▸ Work item: An exact transcript of all the records is the expected answer.

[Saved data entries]
_ _ _ _

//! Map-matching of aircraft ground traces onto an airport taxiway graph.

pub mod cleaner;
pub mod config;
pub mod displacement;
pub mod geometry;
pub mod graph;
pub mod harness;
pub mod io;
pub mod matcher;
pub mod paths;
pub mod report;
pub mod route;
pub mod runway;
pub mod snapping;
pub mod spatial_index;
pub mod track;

_ _ _ _

▸ Your response:
//! Map-matching of aircraft ground traces onto an airport taxiway graph.

pub mod cleaner;
pub mod config;
pub mod displacement;
pub mod geometry;
pub mod graph;
pub mod harness;
pub mod io;
pub mod matcher;
pub mod paths;
pub mod report;
pub mod route;
pub mod runway;
pub mod snapping;
pub mod spatial_index;
pub mod track;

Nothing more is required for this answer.